El pacto con el FMI significa profundizar el Plan de Ajuste


Por Damián Quevedo

El gobierno sigue la desesperada carrera por llegar a un acuerdo con el FMI. En esa vorágine se vio obligado a prorrogar el funcionamiento de la unidad dedicada a las negociaciones, una comisión técnica dependiente del ministerio de economía, que fue creada el año pasado y tenía fecha de disolución, el 31 de diciembre pasado, pero "pasaron cosas" y no hubo acuerdo con el fondo.  

El ministro lo resolvió por la "extensión de las negociaciones" entre Argentina y el Fondo. Estará vigente hasta el 31 de diciembre o "una vez cumplido el objetivo"[1] 

En esa misma senda Alberto Fernández busca equilibrar los números fiscales, que según el boletín oficial (Página12) mostraron luego de mucho tiempo, superávit en las provincias, sucede que esta normalización de las cuentas provinciales estuvo determinada por la transferencia de fondos del Estado nacional, de nuevo la política de la sábana corta, es entonces que para mostrar solvencia al FMI.  

El presidente y los gobernadores firmaron la semana pasada un nuevo Consenso Fiscal, que habilita a las provincias a crear nuevos impuestos y a incrementar alícuotas de tributos ya existentes. Es que, a pesar de la buena salud fiscal de las provincias, la reapertura de paritarias (las pautas salariales en torno al 30 por ciento en promedio definidas en el verano pasaron a ubicarse por encima del 45 por ciento, concentrándose en el último trimestre)[2]  

No se hablará de ajuste, pero el incremento de impuestos regionales, seguirá atizando la inflación y con ella la licuación de los aumentos salariales, que siguen por debajo de la inflación estimada por los sindicatos. Al compás de esta danza recaudadora, la llamada "ala dura" de Cambiemos, con Mauricio Macri y el impresentable Milei, presentaran un proyecto que entre otros puntos plantea bajar el IVA al 18% (hoy es del 21) y que el Congreso vuelva a decidir sobre las retenciones, que hoy es una facultad del ejecutivo

El progresismo y más de un izquierdista deben estar perplejos ante tamañas contradicciones.
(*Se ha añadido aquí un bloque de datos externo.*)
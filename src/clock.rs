//! # Clock
//!
//! Injectable wall-clock source. The health cache, the repair throttle and the
//! queue's timestamp stamper all read time through [`Clock`] so tests can move
//! time forward deterministically with [`ManualClock`].

use chrono::{DateTime, Duration, Utc};
use parking_lot::Mutex;
use std::fmt::Debug;

pub trait Clock: Send + Sync + Debug {
    fn now(&self) -> DateTime<Utc>;
}

/// Real wall clock.
#[derive(Debug, Default, Clone, Copy)]
pub struct SystemClock;

impl Clock for SystemClock {
    fn now(&self) -> DateTime<Utc> {
        Utc::now()
    }
}

/// Clock that only moves when told to.
#[derive(Debug)]
pub struct ManualClock {
    now: Mutex<DateTime<Utc>>,
}

impl ManualClock {
    pub fn new(start: DateTime<Utc>) -> Self {
        Self {
            now: Mutex::new(start),
        }
    }

    /// Move the clock forward by `by`.
    pub fn advance(&self, by: Duration) {
        let mut now = self.now.lock();
        *now += by;
    }

    pub fn set(&self, to: DateTime<Utc>) {
        *self.now.lock() = to;
    }
}

impl Default for ManualClock {
    fn default() -> Self {
        Self::new(Utc::now())
    }
}

impl Clock for ManualClock {
    fn now(&self) -> DateTime<Utc> {
        *self.now.lock()
    }
}
//! # Database Operations
//!
//! Primary-store plumbing shared by the health probe and by collaborator
//! replay functions:
//!
//! - [`connection`] - per-call connections, `SELECT 1` health check and
//!   database self-repair
//! - [`error_codes`] - SQLSTATE constants used to classify failures

pub mod connection;
pub mod error_codes;

pub use connection::DatabaseConnection;
pub use error_codes::PgErrorCode;
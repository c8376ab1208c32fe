//! # Replay Contract
//!
//! Write paths that defer to the queue also supply, per record type, the
//! function that re-applies a stored payload to the primary store. Replays must
//! be idempotent: a record whose natural key is already present reports
//! [`ReplayOutcome::AlreadyExists`] and is treated as delivered.
//!
//! ```rust,no_run
//! use async_trait::async_trait;
//! use sentinel_outbox::reconciler::{classify_insert, ReplayError, ReplayHandler, ReplayOutcome};
//! use serde_json::{Map, Value};
//! use sqlx::PgPool;
//!
//! struct MessageReplay {
//!     pool: PgPool,
//! }
//!
//! #[async_trait]
//! impl ReplayHandler for MessageReplay {
//!     async fn replay(&self, payload: &Map<String, Value>) -> Result<ReplayOutcome, ReplayError> {
//!         let message_id = payload
//!             .get("message_id")
//!             .and_then(Value::as_str)
//!             .ok_or_else(|| ReplayError::Permanent("payload has no message_id".to_string()))?;
//!         let result = sqlx::query("INSERT INTO messages (message_id, body) VALUES ($1, $2)")
//!             .bind(message_id)
//!             .bind(payload.get("body").and_then(Value::as_str))
//!             .execute(&self.pool)
//!             .await;
//!         classify_insert(result)
//!     }
//! }
//! ```

use crate::database::PgErrorCode;
use async_trait::async_trait;
use serde::{Deserialize, Serialize};
use serde_json::{Map, Value};
use thiserror::Error;

/// Successful replay
#[derive(Debug, Clone, Copy, PartialEq, Eq, Hash, Serialize, Deserialize)]
#[serde(rename_all = "snake_case")]
pub enum ReplayOutcome {
    /// The payload was written to the primary store
    Inserted,
    /// The natural key was already present; nothing was written
    AlreadyExists,
}

/// Failed replay. Either way the record stays queued and is retried on the
/// next drain pass.
#[derive(Debug, Clone, PartialEq, Eq, Error)]
pub enum ReplayError {
    /// Expected to clear up by itself (connectivity, contention)
    #[error("transient replay failure: {0}")]
    Transient(String),

    /// Will keep failing as-is (constraint, malformed payload)
    #[error("permanent replay failure: {0}")]
    Permanent(String),
}

impl ReplayError {
    pub fn is_transient(&self) -> bool {
        matches!(self, ReplayError::Transient(_))
    }
}

impl From<sqlx::Error> for ReplayError {
    fn from(err: sqlx::Error) -> Self {
        let transient = match &err {
            sqlx::Error::Database(db_err) => db_err
                .code()
                .is_some_and(|code| PgErrorCode::is_transient(&code)),
            sqlx::Error::Io(_)
            | sqlx::Error::Tls(_)
            | sqlx::Error::Protocol(_)
            | sqlx::Error::PoolTimedOut
            | sqlx::Error::PoolClosed
            | sqlx::Error::WorkerCrashed => true,
            _ => false,
        };

        if transient {
            ReplayError::Transient(err.to_string())
        } else {
            ReplayError::Permanent(err.to_string())
        }
    }
}

/// Map the result of an insert keyed by a natural key onto the replay contract.
///
/// A unique violation means an earlier replay (or the original write) already
/// landed, which counts as success.
pub fn classify_insert<T>(result: Result<T, sqlx::Error>) -> Result<ReplayOutcome, ReplayError> {
    match result {
        Ok(_) => Ok(ReplayOutcome::Inserted),
        Err(err) => {
            let duplicate = err
                .as_database_error()
                .and_then(|db_err| db_err.code())
                .is_some_and(|code| PgErrorCode::is_unique_violation(&code));
            if duplicate {
                Ok(ReplayOutcome::AlreadyExists)
            } else {
                Err(ReplayError::from(err))
            }
        }
    }
}

/// Re-applies stored payloads of one record type to the primary store
#[async_trait]
pub trait ReplayHandler: Send + Sync {
    async fn replay(&self, payload: &Map<String, Value>) -> Result<ReplayOutcome, ReplayError>;
}
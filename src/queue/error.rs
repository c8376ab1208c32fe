use std::path::PathBuf;
use thiserror::Error;

/// Queue failures.
///
/// Write-side variants are fatal for the caller: the queue is the last
/// durability layer and there is nothing below it to fall back to.
#[derive(Debug, Error)]
pub enum QueueError {
    #[error("Failed to prepare queue storage at {path}: {source}")]
    Storage {
        path: PathBuf,
        source: std::io::Error,
    },

    #[error("Failed to write queue record {handle}: {source}")]
    Write {
        handle: String,
        source: std::io::Error,
    },

    #[error("Failed to read queue record {handle}: {source}")]
    Read {
        handle: String,
        source: std::io::Error,
    },

    #[error("Failed to scan queue directory {path}: {source}")]
    Scan {
        path: PathBuf,
        source: std::io::Error,
    },

    #[error("Failed to delete queue record {handle}: {source}")]
    Delete {
        handle: String,
        source: std::io::Error,
    },

    #[error("Failed to encode queue record {handle}: {source}")]
    Encode {
        handle: String,
        source: serde_json::Error,
    },

    #[error("Corrupt queue record {handle}: {reason}")]
    Corrupt { handle: String, reason: String },

    #[error("Invalid record type '{0}': expected ASCII alphanumerics and '_'")]
    InvalidRecordType(String),

    #[error("Invalid payload for record type '{record_type}': {reason}")]
    InvalidPayload { record_type: String, reason: String },

    #[error("Invalid record handle '{0}'")]
    InvalidHandle(String),
}

pub type QueueResult<T> = std::result::Result<T, QueueError>;
//! # Durable Queue
//!
//! Crash-safe, file-backed store for writes deferred from the primary store.
//!
//! ## Layout
//!
//! ```text
//! <root>/            deny-all marker, owner-only permissions
//! <root>/queue/      {type}_{YYYYMMDDHHMMSS}_{micros}.json, pending and synced
//! ```
//!
//! ## Usage
//!
//! ```rust,no_run
//! use sentinel_outbox::queue::DurableQueue;
//! use serde_json::json;
//!
//! # async fn example() -> Result<(), Box<dyn std::error::Error>> {
//! let queue = DurableQueue::open("storage").await?;
//! let handle = queue
//!     .enqueue("message", json!({"room_id": "lobby", "cipher_blob": "..."}))
//!     .await?;
//!
//! for pending in queue.list_unsynced("message").await? {
//!     if let Some(record) = queue.read(&pending).await {
//!         println!("{} queued at {}", record.handle, record.metadata.queued_at);
//!     }
//! }
//! # let _ = handle;
//! # Ok(())
//! # }
//! ```

pub mod durable_queue;
pub mod error;
pub mod record;
pub mod stamp;

pub use durable_queue::DurableQueue;
pub use error::{QueueError, QueueResult};
pub use record::{QueueRecord, RecordHandle, RecordMetadata};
La eliminación del IVA es una consigna que varias fuerzas de izquierda levantan hace tiempo, ya que es un impuesto regresivo que cae principalmente sobre la espalda de la clase obrera, cabe preguntarse si, ¿la izquierda votará "críticamente" este proyecto, como lo hizo con propuestas del kirchnerismo?  

En el mismo sentido van las declaraciones del intendente de Mar del Plata, Montenegro, quien se acaba de pronunciar en contra de la entrega del Mar Argentino a la explotación petrolera multinacional: “Vengo a renovar mi compromiso con todos los marplatenses. No voy a defender solo el trabajo sino también la calidad de vida de todos los que viven en mi ciudad. Y por eso voy a manifestar públicamente mi rechazo a cualquier tipo de explotación petrolera en las costas de General Pueyrredón”. (La Capital, 3 de enero)

Este no es, obviamente, un vuelco izquierdizante del macrismo, lo que sucede es que al no ser quienes conducen las riendas del Estado, golpean con políticas "democráticas" y simpáticas para las clases medias pauperizadas por la crisis, ante un gobierno que necesita avanzar hacia un régimen menos democrático y más duro con el conjunto de la sociedad, salvo los grandes millonarios. No hay nada que no tiemble y se quiebre por arriba, el acuerdo con el Fondo es una zanahoria que el gobierno persigue, mientras la crisis económica se acrecienta y tiene características explosivas.  

La izquierda, lejos de preocuparse por proyectos de ley -no es esa la tarea central de los revolucionarios en el parlamento- debe promover la organización desde las bases para poner en marcha el Plan de Lucha que termine derrocando al gobierno, ya que no hay otra forma de evitar el ajuste. La unidad lograda para marchar a la Plaza de Mayo contra el FMI, debe ser la base sobre la que debe construirse esta perspectiva.